Motivated by payment reform model policies that aim to reduce practice variation, this study explores whether and how lower variations in clinical practice relate to hospital resource usage. Specifically, we focus on practice variation in test-ordering (e.g., laboratory and radiology tests) stage and use the statistical process control as a theoretical lens to hypothesize its negative impacts on subsequent care-delivery costs. We define practice variation as all variation not resulting from patient mix, and construct a measure using inpatient discharge data for each patient cohort having an identical medical condition. The high underuse practice variation in test-ordering implies that a hospital is more likely to fail to order proper tests for some patients.

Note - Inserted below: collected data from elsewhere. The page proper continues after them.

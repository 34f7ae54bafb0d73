// crates/ado-bridge-mcp/src/broker.rs
// ============================================================================
// Module: Token Broker
// Description: On-behalf-of exchange of delegated credentials.
// Purpose: Convert an inbound assertion into a downstream access token.
// Dependencies: async-trait, reqwest, secrecy, serde, thiserror
// ============================================================================

//! ## Overview
//! [`TokenBroker`] performs exactly one on-behalf-of exchange per call and
//! never caches the result. The identity provider call sits behind
//! [`TokenExchanger`] so tests can substitute a recording fake;
//! [`EntraOboClient`] is the production implementation.
//!
//! Security posture: the assertion and the issued token are secrets. Neither
//! is rendered through `Debug` or placed in error messages.

// ============================================================================
// SECTION: Imports
// ============================================================================

use std::fmt;
use std::sync::Arc;

use ado_bridge_config::IdentityConfig;
use async_trait::async_trait;
use reqwest::Client;
use secrecy::ExposeSecret;
use secrecy::SecretString;
use serde::Deserialize;
use thiserror::Error;

use crate::auth::short_fingerprint;
use crate::auth::token_fingerprint;
use crate::http::build_client;
use crate::http::describe_send_error;
use crate::http::read_limited_body;

// ============================================================================
// SECTION: Constants
// ============================================================================

/// OAuth grant type for the on-behalf-of flow.
pub const JWT_BEARER_GRANT_TYPE: &str = "urn:ietf:params:oauth:grant-type:jwt-bearer";

/// Requested token use marker for the on-behalf-of flow.
pub const ON_BEHALF_OF_TOKEN_USE: &str = "on_behalf_of";

/// Maximum token endpoint response size in bytes.
const MAX_TOKEN_RESPONSE_BYTES: usize = 64 * 1024;

/// Maximum characters of a provider error description kept in errors.
const MAX_PROVIDER_DESCRIPTION_CHARS: usize = 512;

// ============================================================================
// SECTION: Downstream Token
// ============================================================================

/// Access token issued by the identity provider for the remote API.
///
/// Lives for one request only. `Debug` shows a short fingerprint only.
#[derive(Clone, PartialEq, Eq)]
pub struct DownstreamToken(String);

impl DownstreamToken {
    /// Wraps a raw access token.
    #[must_use]
    pub fn new(token: impl Into<String>) -> Self {
        Self(token.into())
    }

    /// Returns the raw token for the outbound Authorization header.
    #[must_use]
    pub fn as_str(&self) -> &str {
        &self.0
    }

    /// Returns the SHA-256 fingerprint of the token.
    #[must_use]
    pub fn fingerprint(&self) -> String {
        token_fingerprint(&self.0)
    }
}

impl fmt::Debug for DownstreamToken {
    fn fmt(&self, f: &mut fmt::Formatter<'_>) -> fmt::Result {
        let fingerprint = self.fingerprint();
        f.debug_struct("DownstreamToken")
            .field("fingerprint", &short_fingerprint(&fingerprint))
            .finish_non_exhaustive()
    }
}

// ============================================================================
// SECTION: Errors
// ============================================================================

/// Failures reported by a [`TokenExchanger`].
#[derive(Debug, Clone, PartialEq, Eq, Error)]
pub enum ExchangeFailure {
    /// The identity provider rejected the request.
    #[error("identity provider rejected the exchange: {code}: {description}")]
    Rejected {
        /// OAuth error code, or `http_<status>` when none was returned.
        code: String,
        /// Provider error description, truncated.
        description: String,
    },
    /// The identity provider could not be reached.
    #[error("identity provider unreachable: {0}")]
    Transport(String),
    /// The identity provider response could not be understood.
    #[error("identity provider returned an invalid response: {0}")]
    InvalidResponse(String),
    /// The exchanger could not be constructed.
    #[error("identity client unavailable: {0}")]
    Client(String),
}

/// Token exchange failures surfaced to the dispatcher.
#[derive(Debug, Clone, PartialEq, Eq, Error)]
pub enum TokenExchangeError {
    /// The delegated credential was empty.
    #[error("token exchange requires a non-empty assertion")]
    EmptyAssertion,
    /// The provider answered without an access token.
    #[error("identity provider returned no access token")]
    MissingAccessToken,
    /// The exchange itself failed.
    #[error(transparent)]
    Exchange(#[from] ExchangeFailure),
}

// ============================================================================
// SECTION: Exchanger Interface
// ============================================================================

/// Performs the identity provider side of an on-behalf-of exchange.
#[async_trait]
pub trait TokenExchanger: Send + Sync {
    /// Exchanges `assertion` for a token scoped to `scope`.
    ///
    /// Returns `Ok(None)` when the provider answered successfully without an
    /// access token.
    ///
    /// # Errors
    ///
    /// Returns [`ExchangeFailure`] when the provider rejects the request or
    /// cannot be reached.
    async fn exchange_on_behalf_of(
        &self,
        assertion: &str,
        scope: &str,
    ) -> Result<Option<String>, ExchangeFailure>;
}

// ============================================================================
// SECTION: Token Broker
// ============================================================================

/// Exchanges delegated credentials for downstream tokens.
#[derive(Clone)]
pub struct TokenBroker {
    /// Identity provider client.
    exchanger: Arc<dyn TokenExchanger>,
    /// Scope requested for the downstream token.
    scope: String,
}

impl TokenBroker {
    /// Creates a broker requesting `scope` through `exchanger`.
    #[must_use]
    pub fn new(exchanger: Arc<dyn TokenExchanger>, scope: impl Into<String>) -> Self {
        Self { exchanger, scope: scope.into() }
    }

    /// Returns the requested downstream scope.
    #[must_use]
    pub fn scope(&self) -> &str {
        &self.scope
    }

    /// Performs one on-behalf-of exchange.
    ///
    /// No retry is attempted and the resulting token is not cached.
    ///
    /// # Errors
    ///
    /// Returns [`TokenExchangeError`] when the assertion is empty, the
    /// exchange fails, or the provider returns no access token.
    pub async fn exchange(&self, assertion: &str) -> Result<DownstreamToken, TokenExchangeError> {
        let assertion = assertion.trim();
        if assertion.is_empty() {
            return Err(TokenExchangeError::EmptyAssertion);
        }
        let token = self.exchanger.exchange_on_behalf_of(assertion, &self.scope).await?;
        match token {
            Some(token) if !token.trim().is_empty() => Ok(DownstreamToken(token)),
            _ => Err(TokenExchangeError::MissingAccessToken),
        }
    }
}

impl fmt::Debug for TokenBroker {
    fn fmt(&self, f: &mut fmt::Formatter<'_>) -> fmt::Result {
        f.debug_struct("TokenBroker").field("scope", &self.scope).finish_non_exhaustive()
    }
}

// ============================================================================
// SECTION: Entra ID Client
// ============================================================================

/// Confidential client performing on-behalf-of exchanges over HTTP.
pub struct EntraOboClient {
    /// HTTP client with configured timeouts.
    client: Client,
    /// v2.0 token endpoint URL.
    token_endpoint: String,
    /// Confidential client identifier.
    client_id: String,
    /// Confidential client secret.
    client_secret: SecretString,
}

impl EntraOboClient {
    /// Builds a client from identity configuration.
    ///
    /// Missing identity settings are sent as empty values; the provider
    /// rejects them at exchange time.
    ///
    /// # Errors
    ///
    /// Returns [`ExchangeFailure::Client`] when the HTTP client cannot be built.
    pub fn from_config(config: &IdentityConfig) -> Result<Self, ExchangeFailure> {
        let client =
            build_client(config.timeouts).map_err(|err| ExchangeFailure::Client(err.to_string()))?;
        Ok(Self {
            client,
            token_endpoint: config.token_endpoint(),
            client_id: config.client_id.clone().unwrap_or_default(),
            client_secret: SecretString::new(
                config.client_secret_value().to_string().into_boxed_str(),
            ),
        })
    }

    /// Returns the token endpoint this client posts to.
    #[must_use]
    pub fn token_endpoint(&self) -> &str {
        &self.token_endpoint
    }
}

impl fmt::Debug for EntraOboClient {
    fn fmt(&self, f: &mut fmt::Formatter<'_>) -> fmt::Result {
        f.debug_struct("EntraOboClient")
            .field("token_endpoint", &self.token_endpoint)
            .field("client_id", &self.client_id)
            .finish_non_exhaustive()
    }
}

/// Token endpoint response body.
#[derive(Debug, Deserialize)]
struct TokenEndpointResponse {
    /// Issued access token.
    #[serde(default)]
    access_token: Option<String>,
    /// OAuth error code.
    #[serde(default)]
    error: Option<String>,
    /// OAuth error description.
    #[serde(default)]
    error_description: Option<String>,
}

#[async_trait]
impl TokenExchanger for EntraOboClient {
    async fn exchange_on_behalf_of(
        &self,
        assertion: &str,
        scope: &str,
    ) -> Result<Option<String>, ExchangeFailure> {
        let form = [
            ("grant_type", JWT_BEARER_GRANT_TYPE),
            ("client_id", self.client_id.as_str()),
            ("client_secret", self.client_secret.expose_secret()),
            ("assertion", assertion),
            ("scope", scope),
            ("requested_token_use", ON_BEHALF_OF_TOKEN_USE),
        ];
        let response = self
            .client
            .post(&self.token_endpoint)
            .form(&form)
            .send()
            .await
            .map_err(|err| ExchangeFailure::Transport(describe_send_error(&err)))?;
        let status = response.status();
        let body = read_limited_body(response, MAX_TOKEN_RESPONSE_BYTES)
            .await
            .map_err(|err| ExchangeFailure::Transport(err.describe()))?;
        let parsed: TokenEndpointResponse = serde_json::from_slice(&body).map_err(|_| {
            ExchangeFailure::InvalidResponse(format!("status {}: body is not json", status.as_u16()))
        })?;
        if parsed.error.is_some() || !status.is_success() {
            let code = parsed.error.unwrap_or_else(|| format!("http_{}", status.as_u16()));
            let description = parsed
                .error_description
                .unwrap_or_default()
                .chars()
                .take(MAX_PROVIDER_DESCRIPTION_CHARS)
                .collect();
            return Err(ExchangeFailure::Rejected { code, description });
        }
        Ok(parsed.access_token)
    }
}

Thus, such a hospital may spend extra efforts in care-delivery stages to alleviate potential adverse effects of the test underuse. We also consider the intervening effects of two quality initiatives on the relationship: process quality (i.e., how well a hospital adheres to evidence-based medical guidelines to diagnose and treat patients) and experiential quality (i.e., external perceptions of care quality from a patient’s perspective). Based on a comprehensive six-year inpatient data from New York and Florida states, we find that higher underuse variation in the test-ordering lead to higher care-delivery cost. Interestingly, this phenomenon is even stronger when a hospital provides a higher-quality patient experience because such a hospital tends to provide more responsive care, which is often resource-intensive. Therefore, hospitals may be improperly rewarded for quality improvements if practice variation is ignored, implying that incentives and penalties for hospital operations should be designed to account for such effects. We discuss our findings and policy implications.